-- Data supplied follows --
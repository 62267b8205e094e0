//! Execution strategy for parsed queries.
//!
//! A query without a CONTAINS clause maps onto one static statement. A query
//! with one is resolved against the containment set first: the location of
//! archetype paths depends on the template a composition was committed
//! with, so one fragment is bound per distinct template, the fragments are
//! unioned, and ordering and limit are applied once to the union.

use std::sync::Arc;

use rustc_hash::FxHashMap;
use serde::Serialize;
use tracing::{debug, trace};

use crate::config::ProcessorConfig;
use crate::query::ast::{ContainsClause, ParsedQuery, Table};
use crate::query::backend::{RelationalBackend, SqliteBackend};
use crate::query::binder::{Binders, JoinDescriptor};
use crate::query::containment::{ContainmentResolver, ContainmentUnit, SqliteContainmentResolver};
use crate::query::explain::{ExplainEntry, ExplainTrace};
use crate::query::profile::{profile_timer, record_profile_timer, QueryProfileKind};
use crate::query::sql::{Condition, Expr, Operator, OrderField, SelectQuery};
use crate::query::Row;
use crate::store::SqliteStore;
use crate::types::{NodeId, Result};

/// Result of one `execute` call.
#[derive(Clone, Debug, PartialEq, Serialize)]
#[serde(rename_all = "snake_case")]
pub enum QueryOutput {
    /// Rows produced by execution.
    Rows(Vec<Row>),
    /// Statements that would have been executed.
    Explain(ExplainTrace),
}

impl QueryOutput {
    /// Rows, when the query was executed.
    pub fn rows(&self) -> Option<&[Row]> {
        match self {
            QueryOutput::Rows(rows) => Some(rows),
            QueryOutput::Explain(_) => None,
        }
    }

    /// Trace, when the query was explained.
    pub fn explain(&self) -> Option<&ExplainTrace> {
        match self {
            QueryOutput::Explain(trace) => Some(trace),
            QueryOutput::Rows(_) => None,
        }
    }

    /// Whether no rows (or no statements) were produced.
    pub fn is_empty(&self) -> bool {
        match self {
            QueryOutput::Rows(rows) => rows.is_empty(),
            QueryOutput::Explain(trace) => trace.is_empty(),
        }
    }
}

/// How a query is resolved, chosen once per call.
enum Strategy<'q> {
    Static,
    Containment(&'q ContainsClause),
}

impl<'q> Strategy<'q> {
    fn for_query(query: &'q ParsedQuery) -> Self {
        match query.contains_clause() {
            Some(clause) => Strategy::Containment(clause),
            None => Strategy::Static,
        }
    }
}

/// Where finished statements go.
enum OutputSink {
    Execute(Vec<Row>),
    Render { trace: ExplainTrace, formatted: bool },
}

impl OutputSink {
    fn new(explain: bool, formatted: bool) -> Self {
        if explain {
            OutputSink::Render {
                trace: ExplainTrace::new(),
                formatted,
            }
        } else {
            OutputSink::Execute(Vec::new())
        }
    }

    fn emit(&mut self, backend: &dyn RelationalBackend, statement: &SelectQuery) -> Result<()> {
        match self {
            OutputSink::Execute(rows) => {
                let timer = profile_timer();
                let fetched = backend.fetch(statement)?;
                record_profile_timer(QueryProfileKind::Fetch, timer);
                debug!(rows = fetched.len(), "statement executed");
                rows.extend(fetched);
            }
            OutputSink::Render { trace, formatted } => {
                let timer = profile_timer();
                let sql = backend.render(statement, *formatted);
                record_profile_timer(QueryProfileKind::Render, timer);
                trace!(sql = %sql, "statement rendered");
                trace.push(ExplainEntry {
                    sql,
                    params: statement.params().iter().map(ToString::to_string).collect(),
                });
            }
        }
        Ok(())
    }

    fn finish(self) -> QueryOutput {
        match self {
            OutputSink::Execute(rows) => QueryOutput::Rows(rows),
            OutputSink::Render { trace, .. } => QueryOutput::Explain(trace),
        }
    }
}

/// Fragment bound for one template.
#[derive(Clone, Debug)]
struct QueryFragment {
    select: SelectQuery,
    residual: Option<Condition>,
    template_id: String,
    join: JoinDescriptor,
    root_path: String,
}

impl QueryFragment {
    /// Restricts the fragment to its template's rows and attaches its
    /// source and join graph.
    fn into_branch(self, binders: &Binders) -> SelectQuery {
        let template = Expr::column(Table::Entry.name(), "template_id").eq(self.template_id);
        let mut select = self.select.add_condition(Operator::And, template);
        if let Some(residual) = self.residual {
            select = select.add_condition(Operator::And, residual);
        }
        let select = select.add_from(Table::Entry.name());
        binders.join.add_join_clause(select, &self.join)
    }
}

/// Call-scoped fragments keyed by template id, iterated in first-seen order.
#[derive(Default)]
struct FragmentCache {
    order: Vec<String>,
    entries: FxHashMap<String, QueryFragment>,
}

impl FragmentCache {
    fn get(&self, template_id: &str) -> Option<&QueryFragment> {
        self.entries.get(template_id)
    }

    fn insert(&mut self, fragment: QueryFragment) {
        if !self.entries.contains_key(&fragment.template_id) {
            self.order.push(fragment.template_id.clone());
        }
        self.entries.insert(fragment.template_id.clone(), fragment);
    }

    fn len(&self) -> usize {
        self.order.len()
    }

    fn into_fragments(self) -> impl Iterator<Item = QueryFragment> {
        let FragmentCache { order, mut entries } = self;
        order.into_iter().filter_map(move |id| entries.remove(&id))
    }
}

/// Decides how a parsed query is resolved and runs (or explains) it.
///
/// The processor holds no per-query state: fragment caches live for one call.
pub struct QueryProcessor {
    containment: Arc<dyn ContainmentResolver>,
    binders: Binders,
    backend: Arc<dyn RelationalBackend>,
    config: ProcessorConfig,
}

impl QueryProcessor {
    /// Creates a processor over the given collaborators.
    pub fn new(
        containment: Arc<dyn ContainmentResolver>,
        binders: Binders,
        backend: Arc<dyn RelationalBackend>,
    ) -> Self {
        Self {
            containment,
            binders,
            backend,
            config: ProcessorConfig::default(),
        }
    }

    /// Processor over a SQLite repository with the default binders.
    pub fn sqlite(store: SqliteStore) -> Self {
        Self::new(
            Arc::new(SqliteContainmentResolver::new(store.clone())),
            Binders::default(),
            Arc::new(SqliteBackend::new(store)),
        )
    }

    /// Replaces the processor options.
    pub fn with_config(mut self, config: ProcessorConfig) -> Self {
        self.config = config;
        self
    }

    /// Sets the mode used by [`QueryProcessor::execute`].
    pub fn with_explain(mut self, explain: bool) -> Self {
        self.config.explain_by_default = explain;
        self
    }

    /// Runs `query` in the processor's default mode.
    pub fn execute(&self, query: &ParsedQuery, node: &NodeId) -> Result<QueryOutput> {
        self.execute_with(query, node, self.config.explain_by_default)
    }

    /// Runs `query`, or renders it when `explain` is set.
    pub fn execute_with(
        &self,
        query: &ParsedQuery,
        node: &NodeId,
        explain: bool,
    ) -> Result<QueryOutput> {
        let mut sink = OutputSink::new(explain, self.config.explain_formatted);
        match Strategy::for_query(query) {
            Strategy::Static => {
                debug!(explain, "static strategy");
                self.run_static(query, node, &mut sink)?;
            }
            Strategy::Containment(clause) => {
                debug!(explain, archetypes = clause.chain.len(), "containment strategy");
                self.run_containment(query, clause, node, &mut sink)?;
            }
        }
        Ok(sink.finish())
    }

    /// Executes an already built statement.
    pub fn perform(&self, statement: &SelectQuery) -> Result<Vec<Row>> {
        self.backend.fetch(statement)
    }

    fn order_fields(&self, query: &ParsedQuery) -> Result<Vec<OrderField>> {
        if self.binders.order_by.has_order_by(query) {
            self.binders.order_by.order_by_fields(query)
        } else {
            Ok(Vec::new())
        }
    }

    fn run_static(&self, query: &ParsedQuery, node: &NodeId, sink: &mut OutputSink) -> Result<()> {
        let order = self.order_fields(query)?;
        let (select, join) =
            self.binders
                .select
                .bind_static(query, node, query.window(), &order)?;
        let select = self.binders.from.add_from_clause(select, &join, query);
        let select = self.binders.join.add_join_clause(select, &join);
        sink.emit(self.backend.as_ref(), &select)
    }

    fn run_containment(
        &self,
        query: &ParsedQuery,
        clause: &ContainsClause,
        node: &NodeId,
        sink: &mut OutputSink,
    ) -> Result<()> {
        let timer = profile_timer();
        let units = self.containment.resolve(clause)?;
        record_profile_timer(QueryProfileKind::Resolve, timer);
        if units.is_empty() {
            debug!("empty containment set");
            return Ok(());
        }

        let cache = self.build_fragments(query, node, &units)?;
        let Some(merged) = self.merge(cache)? else {
            return Ok(());
        };

        let mut statement = merged;
        let order = self.order_fields(query)?;
        if !order.is_empty() {
            statement = statement.add_order_by(order);
        }
        if let Some(window) = query.window() {
            statement = statement.add_limit(window);
        }
        sink.emit(self.backend.as_ref(), &statement)
    }

    fn build_fragments(
        &self,
        query: &ParsedQuery,
        node: &NodeId,
        units: &[ContainmentUnit],
    ) -> Result<FragmentCache> {
        let mut cache = FragmentCache::default();
        for unit in units {
            // Units sharing a template share its fragment; the first unit's
            // root path wins.
            if let Some(cached) = cache.get(&unit.template_id) {
                debug!(
                    template = %unit.template_id,
                    composition = %unit.composition_id,
                    divergent_root = cached.root_path != unit.root_path,
                    "template already bound"
                );
                continue;
            }
            let timer = profile_timer();
            let parts = self.binders.select.bind_fragment(query, node, unit)?;
            record_profile_timer(QueryProfileKind::Fragment, timer);
            debug!(template = %unit.template_id, root = %unit.root_path, "fragment bound");
            cache.insert(QueryFragment {
                select: parts.select,
                residual: parts.residual,
                template_id: unit.template_id.clone(),
                join: parts.join,
                root_path: unit.root_path.clone(),
            });
        }
        Ok(cache)
    }

    fn merge(&self, cache: FragmentCache) -> Result<Option<SelectQuery>> {
        let timer = profile_timer();
        let fragments = cache.len();
        let mut merged: Option<SelectQuery> = None;
        for fragment in cache.into_fragments() {
            let branch = fragment.into_branch(&self.binders);
            merged = Some(match merged {
                None => branch,
                Some(acc) => acc.union(branch)?,
            });
        }
        record_profile_timer(QueryProfileKind::Merge, timer);
        debug!(fragments, "fragments merged");
        Ok(merged)
    }
}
-- Data supplied concluded --
> _Prompt_: Beginning with the top line of the data above, output every line exactly until the one that contains "statements) were produced.", and include that one too.

> _Your response_:
repository 62267b8205e094e0
//! Execution strategy for parsed queries.
//!
//! A query without a CONTAINS clause maps onto one static statement. A query
//! with one is resolved against the containment set first: the location of
//! archetype paths depends on the template a composition was committed
//! with, so one fragment is bound per distinct template, the fragments are
//! unioned, and ordering and limit are applied once to the union.

use std::sync::Arc;

use rustc_hash::FxHashMap;
use serde::Serialize;
use tracing::{debug, trace};

use crate::config::ProcessorConfig;
use crate::query::ast::{ContainsClause, ParsedQuery, Table};
use crate::query::backend::{RelationalBackend, SqliteBackend};
use crate::query::binder::{Binders, JoinDescriptor};
use crate::query::containment::{ContainmentResolver, ContainmentUnit, SqliteContainmentResolver};
use crate::query::explain::{ExplainEntry, ExplainTrace};
use crate::query::profile::{profile_timer, record_profile_timer, QueryProfileKind};
use crate::query::sql::{Condition, Expr, Operator, OrderField, SelectQuery};
use crate::query::Row;
use crate::store::SqliteStore;
use crate::types::{NodeId, Result};

/// Result of one `execute` call.
#[derive(Clone, Debug, PartialEq, Serialize)]
#[serde(rename_all = "snake_case")]
pub enum QueryOutput {
    /// Rows produced by execution.
    Rows(Vec<Row>),
    /// Statements that would have been executed.
    Explain(ExplainTrace),
}

impl QueryOutput {
    /// Rows, when the query was executed.
    pub fn rows(&self) -> Option<&[Row]> {
        match self {
            QueryOutput::Rows(rows) => Some(rows),
            QueryOutput::Explain(_) => None,
        }
    }

    /// Trace, when the query was explained.
    pub fn explain(&self) -> Option<&ExplainTrace> {
        match self {
            QueryOutput::Explain(trace) => Some(trace),
            QueryOutput::Rows(_) => None,
        }
    }

    /// Whether no rows (or no statements) were produced.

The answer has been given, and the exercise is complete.